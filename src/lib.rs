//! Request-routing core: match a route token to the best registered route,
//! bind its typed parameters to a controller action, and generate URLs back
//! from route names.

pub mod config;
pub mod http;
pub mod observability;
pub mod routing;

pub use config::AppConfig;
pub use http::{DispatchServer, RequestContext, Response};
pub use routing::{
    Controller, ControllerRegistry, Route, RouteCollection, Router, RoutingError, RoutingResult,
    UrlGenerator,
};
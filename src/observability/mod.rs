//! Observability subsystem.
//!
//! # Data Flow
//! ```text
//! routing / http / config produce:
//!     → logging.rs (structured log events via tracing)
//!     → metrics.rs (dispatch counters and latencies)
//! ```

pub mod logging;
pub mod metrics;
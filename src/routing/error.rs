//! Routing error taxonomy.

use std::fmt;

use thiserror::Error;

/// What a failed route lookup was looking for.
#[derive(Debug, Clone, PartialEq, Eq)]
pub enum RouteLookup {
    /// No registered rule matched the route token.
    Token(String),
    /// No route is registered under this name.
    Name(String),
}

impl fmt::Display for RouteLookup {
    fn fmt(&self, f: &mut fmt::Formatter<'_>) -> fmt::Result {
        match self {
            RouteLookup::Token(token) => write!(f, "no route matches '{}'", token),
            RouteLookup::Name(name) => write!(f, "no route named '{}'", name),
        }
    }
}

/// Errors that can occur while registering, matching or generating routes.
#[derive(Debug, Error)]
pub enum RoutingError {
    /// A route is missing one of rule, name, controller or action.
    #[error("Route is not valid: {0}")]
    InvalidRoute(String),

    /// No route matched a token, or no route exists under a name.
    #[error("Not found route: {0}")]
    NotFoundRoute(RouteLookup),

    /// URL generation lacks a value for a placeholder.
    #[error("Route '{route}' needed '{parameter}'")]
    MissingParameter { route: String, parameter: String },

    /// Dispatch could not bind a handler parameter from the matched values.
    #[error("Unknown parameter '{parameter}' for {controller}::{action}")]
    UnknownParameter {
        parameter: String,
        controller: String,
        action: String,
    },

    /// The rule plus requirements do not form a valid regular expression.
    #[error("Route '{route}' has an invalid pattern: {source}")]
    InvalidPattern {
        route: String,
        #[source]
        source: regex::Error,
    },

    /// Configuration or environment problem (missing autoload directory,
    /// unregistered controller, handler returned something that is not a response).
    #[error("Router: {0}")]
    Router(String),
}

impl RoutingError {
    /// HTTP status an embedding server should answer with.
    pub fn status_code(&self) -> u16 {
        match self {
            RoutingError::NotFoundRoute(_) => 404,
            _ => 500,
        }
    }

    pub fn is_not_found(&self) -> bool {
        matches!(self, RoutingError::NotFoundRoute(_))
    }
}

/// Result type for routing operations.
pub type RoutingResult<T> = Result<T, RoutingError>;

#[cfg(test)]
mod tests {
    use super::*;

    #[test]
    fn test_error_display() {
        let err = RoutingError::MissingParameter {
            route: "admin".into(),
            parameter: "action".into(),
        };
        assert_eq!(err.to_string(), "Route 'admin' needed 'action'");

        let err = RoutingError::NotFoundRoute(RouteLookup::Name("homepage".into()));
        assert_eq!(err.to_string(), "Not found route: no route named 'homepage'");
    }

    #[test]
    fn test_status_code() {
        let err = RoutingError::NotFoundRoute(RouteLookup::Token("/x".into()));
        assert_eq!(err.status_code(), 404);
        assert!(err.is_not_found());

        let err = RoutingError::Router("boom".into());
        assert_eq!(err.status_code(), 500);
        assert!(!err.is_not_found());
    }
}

* * *

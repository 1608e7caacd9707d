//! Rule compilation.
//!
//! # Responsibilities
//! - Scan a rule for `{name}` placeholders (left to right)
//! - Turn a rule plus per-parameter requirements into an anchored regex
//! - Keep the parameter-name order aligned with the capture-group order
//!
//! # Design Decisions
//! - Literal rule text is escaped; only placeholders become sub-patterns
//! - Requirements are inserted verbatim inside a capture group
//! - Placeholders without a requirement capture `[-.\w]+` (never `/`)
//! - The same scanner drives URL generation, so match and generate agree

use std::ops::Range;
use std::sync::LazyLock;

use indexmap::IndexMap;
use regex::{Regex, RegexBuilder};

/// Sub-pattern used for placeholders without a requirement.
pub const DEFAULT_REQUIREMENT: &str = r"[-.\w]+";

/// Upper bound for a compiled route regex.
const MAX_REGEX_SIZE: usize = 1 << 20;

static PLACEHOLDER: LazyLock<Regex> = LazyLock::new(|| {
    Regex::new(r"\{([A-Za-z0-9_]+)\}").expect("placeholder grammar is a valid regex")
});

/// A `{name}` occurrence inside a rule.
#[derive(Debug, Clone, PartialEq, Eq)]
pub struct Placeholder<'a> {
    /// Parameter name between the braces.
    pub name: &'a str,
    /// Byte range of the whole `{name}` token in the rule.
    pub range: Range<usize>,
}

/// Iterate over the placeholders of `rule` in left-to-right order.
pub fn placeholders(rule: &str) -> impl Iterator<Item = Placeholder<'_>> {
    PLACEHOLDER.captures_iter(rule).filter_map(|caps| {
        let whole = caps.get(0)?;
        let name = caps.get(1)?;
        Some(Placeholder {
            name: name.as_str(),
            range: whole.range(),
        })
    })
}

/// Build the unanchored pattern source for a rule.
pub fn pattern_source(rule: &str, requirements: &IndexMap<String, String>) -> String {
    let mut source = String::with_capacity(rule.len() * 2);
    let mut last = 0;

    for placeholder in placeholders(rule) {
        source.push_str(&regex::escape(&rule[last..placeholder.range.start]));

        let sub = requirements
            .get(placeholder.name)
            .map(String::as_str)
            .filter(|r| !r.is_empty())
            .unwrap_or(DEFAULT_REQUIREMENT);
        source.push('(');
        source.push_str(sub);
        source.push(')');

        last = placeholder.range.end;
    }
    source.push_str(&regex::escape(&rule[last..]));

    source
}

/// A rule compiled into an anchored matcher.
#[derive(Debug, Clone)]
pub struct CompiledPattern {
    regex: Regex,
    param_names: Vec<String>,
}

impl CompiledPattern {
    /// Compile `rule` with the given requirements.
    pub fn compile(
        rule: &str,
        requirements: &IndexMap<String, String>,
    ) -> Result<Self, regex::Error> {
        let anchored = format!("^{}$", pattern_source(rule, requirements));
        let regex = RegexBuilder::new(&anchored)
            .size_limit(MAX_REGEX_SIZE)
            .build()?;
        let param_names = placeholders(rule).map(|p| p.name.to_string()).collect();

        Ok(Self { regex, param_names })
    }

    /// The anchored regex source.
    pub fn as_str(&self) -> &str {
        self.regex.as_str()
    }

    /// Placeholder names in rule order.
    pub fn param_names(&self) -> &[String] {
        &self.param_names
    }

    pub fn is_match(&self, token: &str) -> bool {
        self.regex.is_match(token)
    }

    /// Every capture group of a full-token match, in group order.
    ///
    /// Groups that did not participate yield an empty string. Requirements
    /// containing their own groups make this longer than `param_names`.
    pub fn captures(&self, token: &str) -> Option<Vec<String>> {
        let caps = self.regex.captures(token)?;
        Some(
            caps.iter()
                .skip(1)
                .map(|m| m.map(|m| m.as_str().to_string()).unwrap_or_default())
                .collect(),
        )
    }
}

---

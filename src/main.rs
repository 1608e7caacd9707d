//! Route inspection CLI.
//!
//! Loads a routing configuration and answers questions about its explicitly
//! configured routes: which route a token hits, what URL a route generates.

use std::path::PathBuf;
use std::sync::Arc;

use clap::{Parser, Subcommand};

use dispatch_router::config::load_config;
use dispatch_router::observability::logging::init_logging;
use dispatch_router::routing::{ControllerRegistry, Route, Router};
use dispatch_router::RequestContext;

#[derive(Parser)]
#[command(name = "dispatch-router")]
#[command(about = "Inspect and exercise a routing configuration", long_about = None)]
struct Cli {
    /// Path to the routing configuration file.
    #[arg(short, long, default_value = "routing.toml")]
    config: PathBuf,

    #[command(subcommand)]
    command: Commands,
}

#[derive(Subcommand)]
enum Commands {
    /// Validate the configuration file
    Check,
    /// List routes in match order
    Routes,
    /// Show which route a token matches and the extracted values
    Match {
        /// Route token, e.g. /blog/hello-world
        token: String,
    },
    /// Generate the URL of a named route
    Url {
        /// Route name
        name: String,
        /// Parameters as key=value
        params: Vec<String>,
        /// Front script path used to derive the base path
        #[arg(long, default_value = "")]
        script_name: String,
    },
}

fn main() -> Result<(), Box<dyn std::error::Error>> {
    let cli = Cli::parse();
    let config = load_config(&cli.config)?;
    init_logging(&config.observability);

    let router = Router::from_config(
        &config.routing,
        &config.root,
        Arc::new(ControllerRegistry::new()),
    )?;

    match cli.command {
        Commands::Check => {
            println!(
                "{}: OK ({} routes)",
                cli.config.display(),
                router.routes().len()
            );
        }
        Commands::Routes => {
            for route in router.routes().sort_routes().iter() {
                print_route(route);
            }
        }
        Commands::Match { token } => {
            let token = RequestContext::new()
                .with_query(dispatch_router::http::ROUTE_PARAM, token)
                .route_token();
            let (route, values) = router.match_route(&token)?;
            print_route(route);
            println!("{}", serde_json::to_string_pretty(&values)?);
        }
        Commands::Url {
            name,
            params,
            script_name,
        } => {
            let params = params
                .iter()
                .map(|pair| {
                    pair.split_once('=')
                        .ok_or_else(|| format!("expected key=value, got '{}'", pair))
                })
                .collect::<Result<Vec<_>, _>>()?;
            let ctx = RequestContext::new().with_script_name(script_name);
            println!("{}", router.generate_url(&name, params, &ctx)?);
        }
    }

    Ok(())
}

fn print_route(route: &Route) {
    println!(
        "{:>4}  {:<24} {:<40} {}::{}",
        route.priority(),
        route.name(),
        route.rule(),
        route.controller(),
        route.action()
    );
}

• _Aim of the task_
From the listing above, collect each line in which the string "named" appears.

• _Result below_
            RouteLookup::Name(name) => write!(f, "no route named '{}'", name),
        assert_eq!(err.to_string(), "Not found route: no route named 'homepage'");
    /// Generate the URL of a named route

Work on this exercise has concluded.